The three-block span of the Columbia Avenue corridor in the downtown will be receiving some new furniture.

The city’s living room is about to get furnished.

The three-block span of the Columbia Avenue corridor in the downtown is considered Rossland’s “living room,” so furnishing it after the major renovation that took place last summer seemed appropriate.

In fact, it would have been done last year by the contractor after the majority of the renovations were complete but weather prevented proper installation of the furniture.

And on Monday night council’s hesitation nearly delayed it again. Three motions came forward and two were defeated until a simple, straight-ahead suggestion from councillor Cary Fisher found enough support to push the project through.

Council approved a motion for a cheaper plan, to put the amenities in the downtown, something that could be realized on city streets as early as July 1.
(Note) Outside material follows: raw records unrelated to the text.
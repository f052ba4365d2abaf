//! Rules engine: pure transformations over normalized coordinates.
//!
//! The field spans `[0, 1]` on both axes. `x` runs from the left end to the
//! right end, `y` runs along the paddle-length axis. None of these functions
//! hold state; the caller owns the [`GameState`](crate::GameState) and decides
//! when each rule applies.

use crate::state::{Ball, Movement, Paddle, Side};
use crate::{
    BALL_RADIUS, BALL_SPEED_X, BALL_SPEED_Y, DEFLECTION, GOAL_MARGIN, LEFT_PADDLE_X,
    PADDLE_HALF_WIDTH, PADDLE_HEIGHT, PADDLE_SPEED, RIGHT_PADDLE_X,
};
use serde::{Deserialize, Serialize};

/// Tuning for the rules engine. All lengths and speeds are normalized, speeds
/// are per tick.
#[derive(Debug, Clone, Copy, PartialEq, Serialize, Deserialize)]
#[serde(default)]
pub struct PhysicsConfig {
    pub paddle_speed: f32,
    pub paddle_height: f32,
    pub paddle_half_width: f32,
    pub ball_radius: f32,
    pub ball_speed_x: f32,
    pub ball_speed_y: f32,
    pub goal_margin: f32,
    pub deflection: f32,
    /// Serve velocity grows by this fraction per goal scored in the match.
    pub serve_speed_gain: f32,
    pub recenter_paddles_on_goal: bool,
}

impl Default for PhysicsConfig {
    fn default() -> Self {
        Self {
            paddle_speed: PADDLE_SPEED,
            paddle_height: PADDLE_HEIGHT,
            paddle_half_width: PADDLE_HALF_WIDTH,
            ball_radius: BALL_RADIUS,
            ball_speed_x: BALL_SPEED_X,
            ball_speed_y: BALL_SPEED_Y,
            goal_margin: GOAL_MARGIN,
            deflection: DEFLECTION,
            serve_speed_gain: 0.0,
            recenter_paddles_on_goal: false,
        }
    }
}

impl PhysicsConfig {
    /// Highest legal paddle `y`.
    pub fn paddle_max_y(&self) -> f32 {
        (1.0 - self.paddle_height).max(0.0)
    }

    /// Fastest horizontal speed that still lands at least one tick inside a
    /// paddle's collision zone before the goal line.
    pub fn max_ball_speed_x(&self) -> f32 {
        (self.paddle_half_width + self.ball_radius - self.goal_margin).max(0.0)
    }

    /// Multiplier applied to a serve after `goals` goals in the match, capped
    /// so the serve never exceeds `max_ball_speed_x`.
    pub fn serve_multiplier(&self, goals: u32) -> f32 {
        let multiplier = 1.0 + self.serve_speed_gain * goals as f32;
        if self.ball_speed_x <= 0.0 {
            return multiplier;
        }
        let cap = (self.max_ball_speed_x() / self.ball_speed_x).max(1.0);
        multiplier.min(cap)
    }
}

pub fn paddle_x(side: Side) -> f32 {
    match side {
        Side::Left => LEFT_PADDLE_X,
        Side::Right => RIGHT_PADDLE_X,
    }
}

/// Applies one step of movement and clamps the paddle inside the field.
pub fn move_paddle(current_y: f32, movement: Movement, config: &PhysicsConfig) -> f32 {
    let next = current_y + movement.delta() * config.paddle_speed;
    next.clamp(0.0, config.paddle_max_y())
}

/// Integrates the ball over `delta_time` ticks. Inactive balls do not move.
pub fn update_ball_position(ball: &mut Ball, delta_time: f32) {
    if !ball.active {
        return;
    }
    ball.x += ball.vx * delta_time;
    ball.y += ball.vy * delta_time;
}

pub fn is_touching_wall(ball: &Ball) -> bool {
    ball.y <= ball.radius || ball.y >= 1.0 - ball.radius
}

/// Elastic bounce off the side walls.
///
/// The vertical velocity is inverted so that it points back into the field,
/// which keeps a ball that is still overlapping the wall on the next tick from
/// flipping back out again.
pub fn elaborate_wall_collision(ball: &mut Ball) {
    if ball.y <= ball.radius {
        ball.vy = ball.vy.abs();
    } else if ball.y >= 1.0 - ball.radius {
        ball.vy = -ball.vy.abs();
    }
}

/// Axis-aligned overlap between the ball and the paddle on `side`.
pub fn check_paddle_collision(
    ball: &Ball,
    paddle: &Paddle,
    side: Side,
    config: &PhysicsConfig,
) -> bool {
    let lateral = (ball.x - paddle_x(side)).abs() <= ball.radius + config.paddle_half_width;
    let depth = (ball.y - paddle.center()).abs() <= ball.radius + paddle.height / 2.0;
    lateral && depth
}

/// Sends the ball back along `bounce_sign` with an angle set by the hit offset.
pub fn elaborate_paddle_collision(
    ball: &mut Ball,
    paddle: &Paddle,
    bounce_sign: f32,
    config: &PhysicsConfig,
) {
    ball.vx = bounce_sign.signum() * ball.vx.abs();
    ball.vy = (ball.y - paddle.center()) * config.deflection;
}

/// Returns the side that scored, if the ball crossed a goal line.
pub fn check_goal(ball: &Ball, config: &PhysicsConfig) -> Option<Side> {
    if ball.x > 1.0 - config.goal_margin {
        Some(Side::Left)
    } else if ball.x < config.goal_margin {
        Some(Side::Right)
    } else {
        None
    }
}

/// Parks the ball at the center, ready to be served along `direction`.
pub fn reset_ball(ball: &mut Ball, direction: f32, config: &PhysicsConfig) {
    ball.x = 0.5;
    ball.y = 0.5;
    ball.vx = direction.signum() * config.ball_speed_x;
    ball.vy = config.ball_speed_y;
    ball.active = false;
}

pub fn center_paddle(paddle: &mut Paddle) {
    paddle.y = (1.0 - paddle.height) / 2.0;
}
But it was not without some debate. Council debated for over one hour on the merit of keeping the money—over $100,000—in the community and put out a request for proposals (RFP) to city artisans and craftspeople to design and build the items.

Councillor Jody Blomme pushed to keep the money local.

“My goal is to keep this money in town,” she said. “It’s just that $100,000 is a lot of money to go out of the community.”

A few unique pieces is not the goal, she said, the goal is to keep the money in the community. For example, each bench in the project could cost around $1,600, with 11 to be used in all.

Councillor Jill Spearn also wanted some local pieces, but wanted a cohesive theme overall. She suggested a few local works with the majority of the furniture pieces ordered from outside of the city.

The time factor, with summer already here, was prohibitive in getting all of the furniture made locally, a process that could take a year or more.

“I think this is the third time through on this exact same conversation and we don’t seem to be getting anywhere … but we seem to be stuck on this, ‘Yes, we want unique pieces.’ But at the same time I think we need to move forward on this street scape,” she said.

The first motion was made by councillor Kathy Moore to remove five benches out of the plan and send them out for RFP for Rossland-specific work. It was defeated after nearly 30 minutes of debate.

The Columbia/Washington revitalization project included street furniture which was left out of the final contract before the project ended.

The amenities portion of the Columbia/Washington project needed to be completed by purchasing the street furniture as presented in the original plan and displayed in the drawings submitted to and approved by city council prior to construction in 2012.

The street furniture included benches, picnic tables, bike racks, garbage and recycling bins and one mining cart.

“The installation of street furniture ensures that the downtown both appears and functions as an inviting setting to visitors and residents alike,” read a city staff report.

With a four- to 10-week period for delivery depending on the item, there was some urgency to have all items ordered in time for drier, warmer weather, city staff advised council.

A new motion was made along the same lines and was soon defeated. Spearn expressed the frustration of council at that point, almost one hour into the debate.

“It’s a tough one. I don’t disagree that we should be supporting the local economy, that’s great. But I don’t think this is the time, at this point in the project, to be free wheeling and interchanging things,” said Spearn.

“I am really at that point in the discussion where we are too little too late,” councillor Kathy Wallace added later.

Fisher moved to approve the plan as it was presented to council by staff. Since the contract was completed last fall, city staff contacted the distributors directly and received “reasonable” cost estimates, not including contract administration and installation fees, and were well within the maximum expenditure of $101,335.

There was an expected savings of approximately $13,000 to the city by directly purchasing the street furniture instead of having that portion of the project completed by the contractor.

A motion was made to approve the plan and that staff be approved to purchase the furniture.

Ninety per cent of the furniture will go in by July 1, if all items are ordered in the next week.

The proposed costs will appear in the finalized 2013 budget and will be financed as part of total project funding strategy.

Butting out

A motion was also carried for city staff to look into and make a report on creating places for ashtrays in the downtown street scape.

Councillor Jill Spearn felt there was no place for people to butt out their cigarettes in the downtown, and instead were littering the city sidewalks with them.

Councillor Wallace felt since the province passed a no smoking bylaw within three metres of doorways—10 feet—that the ashtrays commonly found around doorways have disappeared.

A motion was made and carried that staff would look into placement and type of ashtray systems to put in downtown and eliminate cigarette butts on the ground.